Assignment -> Repeat only the lines below from the one containing "with its character." through the one containing "callers build a", inclusive, exactly as written.

Saved entries ->
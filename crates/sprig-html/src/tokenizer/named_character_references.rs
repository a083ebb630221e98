//! Character reference table and text unescaping.
//!
//! Only a fixed, small set of references is recognised; anything else is
//! left in the text untouched.

use std::borrow::Cow;

/// Recognised references, written exactly as they must appear in the text
/// (leading `&` and trailing `;` included), and their replacements.
static CHARACTER_REFERENCES: [(&str, &str); 8] = [
    ("&#39;", "'"),
    ("&#x27;", "'"),
    ("&apos;", "'"),
    ("&quot;", "\""),
    ("&lt;", "<"),
    ("&gt;", ">"),
    ("&nbsp;", "\u{00A0}"),
    ("&amp;", "&"),
];

/// Longest entry in [`CHARACTER_REFERENCES`], in bytes.
const LONGEST_REFERENCE: usize = 6;

/// Look up a character reference.
///
/// The `reference` must include the leading `&` and trailing `;`.
///
/// # Example
/// ```
/// use sprig_html::tokenizer::named_character_references::lookup_entity;
///
/// assert_eq!(lookup_entity("&amp;"), Some("&"));
/// assert_eq!(lookup_entity("&copy;"), None);
/// assert_eq!(lookup_entity("amp;"), None);
/// ```
#[must_use]
pub fn lookup_entity(reference: &str) -> Option<&'static str> {
    CHARACTER_REFERENCES
        .iter()
        .find(|(name, _)| *name == reference)
        .map(|(_, replacement)| *replacement)
}

/// Replace every recognised reference in `text` with its character.
///
/// The scan runs once, left to right, and never looks at text it has already
/// produced: `&amp;quot;` becomes `&quot;`, not `"`. Text without any `&` is
/// returned borrowed.
#[must_use]
pub fn unescape(text: &str) -> Cow<'_, str> {
    if !text.contains('&') {
        return Cow::Borrowed(text);
    }

    let mut out = String::with_capacity(text.len());
    let mut rest = text;

    while let Some(amp) = rest.find('&') {
        out.push_str(&rest[..amp]);
        let tail = &rest[amp..];

        let candidate = tail
            .bytes()
            .take(LONGEST_REFERENCE)
            .position(|b| b == b';')
            .map(|semi| &tail[..=semi]);

        if let Some((reference, replacement)) =
            candidate.and_then(|r| lookup_entity(r).map(|rep| (r, rep)))
        {
            out.push_str(replacement);
            rest = &tail[reference.len()..];
        } else {
            out.push('&');
            rest = &tail[1..];
        }
    }

    out.push_str(rest);
    Cow::Owned(out)
}
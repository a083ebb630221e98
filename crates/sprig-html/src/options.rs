//! Parser configuration.
//!
//! There is no configuration file or environment lookup; callers build a
//! [`ParseOptions`] value and hand it to the tree builder.

use strum_macros::{Display, EnumString};

/// What the tree builder does with a closing tag that has no open element
/// left to close (the insertion point is already the document root).
#[derive(Debug, Clone, Copy, PartialEq, Eq, Default, Display, EnumString)]
#[strum(serialize_all = "kebab-case")]
pub enum UnbalancedClosePolicy {
    /// Keep the insertion point at the root, record an issue and continue.
    #[default]
    Clamp,
    /// Stop parsing and report [`crate::ParseError::UnbalancedClose`].
    Reject,
}

/// How tag names are matched against the void element set.
#[derive(Debug, Clone, Copy, PartialEq, Eq, Default, Display, EnumString)]
#[strum(serialize_all = "kebab-case")]
pub enum VoidElementMatching {
    /// The tag name must equal a void element name.
    #[default]
    Exact,
    /// The raw token must start with `<` followed by a void element name.
    ///
    /// `col` is matched through the shorter `co` prefix, so any tag starting
    /// with `co` (`code`, `colgroup`, ...) is treated as void.
    LegacyPrefix,
}

/// Options controlling a single parse.
#[derive(Debug, Clone, Copy, PartialEq, Eq)]
pub struct ParseOptions {
    /// Policy for closing tags with no open ancestor.
    pub unbalanced_close: UnbalancedClosePolicy,
    /// Void element recognition mode.
    pub void_elements: VoidElementMatching,
    /// Whether text runs made only of whitespace become text nodes.
    pub keep_whitespace_text: bool,
}

impl ParseOptions {
    /// Default options: clamp unbalanced closes, exact void names, keep all text.
    #[must_use]
    pub const fn new() -> Self {
        Self {
            unbalanced_close: UnbalancedClosePolicy::Clamp,
            void_elements: VoidElementMatching::Exact,
            keep_whitespace_text: true,
        }
    }

    /// Set the unbalanced closing tag policy.
    #[must_use]
    pub const fn with_unbalanced_close(mut self, policy: UnbalancedClosePolicy) -> Self {
        self.unbalanced_close = policy;
        self
    }

    /// Set the void element matching mode.
    #[must_use]
    pub const fn with_void_elements(mut self, matching: VoidElementMatching) -> Self {
        self.void_elements = matching;
        self
    }

    /// Keep or drop whitespace-only text runs.
    #[must_use]
    pub const fn with_whitespace_text(mut self, keep: bool) -> Self {
        self.keep_whitespace_text = keep;
        self
    }
}

impl Default for ParseOptions {
    fn default() -> Self {
        Self::new()
    }
}
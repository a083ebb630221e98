//! Tree printing and JSON conversion.

use std::io::{self, Write};

use anyhow::{Result, bail};
use owo_colors::OwoColorize;
use serde_json::{Map, Value, json};
use sprig_dom::{DomTree, Element, NodeId};

/// Deepest subtree [`node_to_json`] will convert. Both the conversion and
/// `serde_json`'s serializer recurse once per level.
pub const MAX_JSON_DEPTH: usize = 256;

/// Print a node and its subtree, one node per line, indented by depth.
///
/// Walks with an explicit `(node, depth)` stack, so nesting depth is bounded
/// only by memory.
pub fn write_tree(
    out: &mut impl Write,
    tree: &DomTree,
    id: NodeId,
    indent: usize,
) -> io::Result<()> {
    let mut stack = vec![(id, indent)];
    while let Some((id, depth)) = stack.pop() {
        let Some(node) = tree.get(id) else {
            continue;
        };
        write_node(out, node, depth)?;
        stack.extend(tree.children(id).iter().rev().map(|&child| (child, depth + 1)));
    }
    Ok(())
}

fn write_node(out: &mut impl Write, node: &Element, depth: usize) -> io::Result<()> {
    let prefix = "  ".repeat(depth);

    if node.is_text() {
        let display = node.inner_text.replace('\n', "\\n").replace(' ', "\u{00B7}");
        writeln!(out, "{prefix}\"{}\"", display.green())
    } else if node.attributes.is_empty() {
        writeln!(out, "{prefix}<{}>", node.tag.cyan())
    } else {
        let mut attrs: Vec<String> = node
            .attributes
            .iter()
            .map(|(k, v)| {
                if v.is_empty() {
                    k.clone()
                } else {
                    format!("{k}=\"{v}\"")
                }
            })
            .collect();
        attrs.sort();
        writeln!(out, "{prefix}<{} {}>", node.tag.cyan(), attrs.join(" "))
    }
}

/// Number of levels below `id`, counting `id` itself as level zero.
#[must_use]
pub fn subtree_depth(tree: &DomTree, id: NodeId) -> usize {
    let mut deepest = 0;
    let mut stack = vec![(id, 0)];
    while let Some((id, depth)) = stack.pop() {
        deepest = deepest.max(depth);
        stack.extend(tree.children(id).iter().map(|&child| (child, depth + 1)));
    }
    deepest
}

/// Convert a node and its subtree to JSON.
///
/// # Errors
///
/// Fails when the subtree is nested deeper than [`MAX_JSON_DEPTH`].
pub fn node_to_json(tree: &DomTree, id: NodeId) -> Result<Value> {
    let depth = subtree_depth(tree, id);
    if depth > MAX_JSON_DEPTH {
        bail!("tree is nested {depth} levels deep; JSON output supports at most {MAX_JSON_DEPTH}");
    }
    Ok(build_json(tree, id))
}

fn build_json(tree: &DomTree, id: NodeId) -> Value {
    let Some(node) = tree.get(id) else {
        return Value::Null;
    };

    if node.is_text() {
        return json!({ "type": "text", "content": node.inner_text });
    }

    let attributes: Map<String, Value> = node
        .attributes
        .iter()
        .map(|(k, v)| (k.clone(), Value::String(v.clone())))
        .collect();
    let children: Vec<Value> = tree
        .children(id)
        .iter()
        .map(|&child| build_json(tree, child))
        .collect();

    let kind = if id == NodeId::ROOT { "document" } else { "element" };
    json!({
        "type": kind,
        "tagName": node.tag,
        "id": node.id,
        "classList": node.class_list,
        "attributes": attributes,
        "children": children,
    })
}

/// Pretty-print a JSON value followed by a newline.
pub fn write_json(out: &mut impl Write, value: &Value) -> io::Result<()> {
    serde_json::to_writer_pretty(&mut *out, value)?;
    writeln!(out)
}

#[cfg(test)]
mod tests {
    use super::*;

    #[test]
    fn test_json_shape() {
        let tree = sprig_html::parse(r#"<p class="a b" id="x">hi</p>"#);
        let value = node_to_json(&tree, tree.root()).unwrap();

        assert_eq!(value["type"], "document");
        let p = &value["children"][0];
        assert_eq!(p["tagName"], "p");
        assert_eq!(p["id"], "x");
        assert_eq!(p["classList"], json!(["a", "b"]));
        assert_eq!(p["children"][0], json!({ "type": "text", "content": "hi" }));
    }

    #[test]
    fn test_tree_lines_are_indented_by_depth() {
        let tree = sprig_html::parse("<ul><li>a</li></ul>");
        let mut buf = Vec::new();
        write_tree(&mut buf, &tree, tree.root(), 0).unwrap();

        let text = String::from_utf8(buf).unwrap();
        let lines: Vec<&str> = text.lines().collect();
        assert_eq!(lines.len(), 4);
        assert!(lines[1].starts_with("  <"));
        assert!(lines[2].starts_with("    <"));
        assert!(lines[3].starts_with("      \""));
    }

    #[test]
    fn test_deep_tree_prints_without_recursion() {
        let depth = 10_000;
        let tree = sprig_html::parse(&"<div>".repeat(depth));
        assert_eq!(subtree_depth(&tree, tree.root()), depth);

        let mut sink = io::sink();
        write_tree(&mut sink, &tree, tree.root(), 0).unwrap();
    }

    #[test]
    fn test_deep_tree_json_is_refused() {
        let tree = sprig_html::parse(&"<div>".repeat(MAX_JSON_DEPTH + 1));
        let err = node_to_json(&tree, tree.root()).unwrap_err();
        assert!(err.to_string().contains("at most"));

        let shallow = sprig_html::parse(&"<div>".repeat(MAX_JSON_DEPTH));
        assert!(node_to_json(&shallow, shallow.root()).is_ok());
    }
}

Response area ->
/// Replace every recognised reference in `text` with its character.
///
/// The scan runs once, left to right, and never looks at text it has already
/// produced: `&amp;quot;` becomes `&quot;`, not `"`. Text without any `&` is
/// returned borrowed.
#[must_use]
pub fn unescape(text: &str) -> Cow<'_, str> {
    if !text.contains('&') {
        return Cow::Borrowed(text);
    }

    let mut out = String::with_capacity(text.len());
    let mut rest = text;

    while let Some(amp) = rest.find('&') {
        out.push_str(&rest[..amp]);
        let tail = &rest[amp..];

        let candidate = tail
            .bytes()
            .take(LONGEST_REFERENCE)
            .position(|b| b == b';')
            .map(|semi| &tail[..=semi]);

        if let Some((reference, replacement)) =
            candidate.and_then(|r| lookup_entity(r).map(|rep| (r, rep)))
        {
            out.push_str(replacement);
            rest = &tail[reference.len()..];
        } else {
            out.push('&');
            rest = &tail[1..];
        }
    }

    out.push_str(rest);
    Cow::Owned(out)
}
repository a083ebb630221e98
filename crates/sprig-html/src/options.rs
//! Parser configuration.
//!
//! There is no configuration file or environment lookup; callers build a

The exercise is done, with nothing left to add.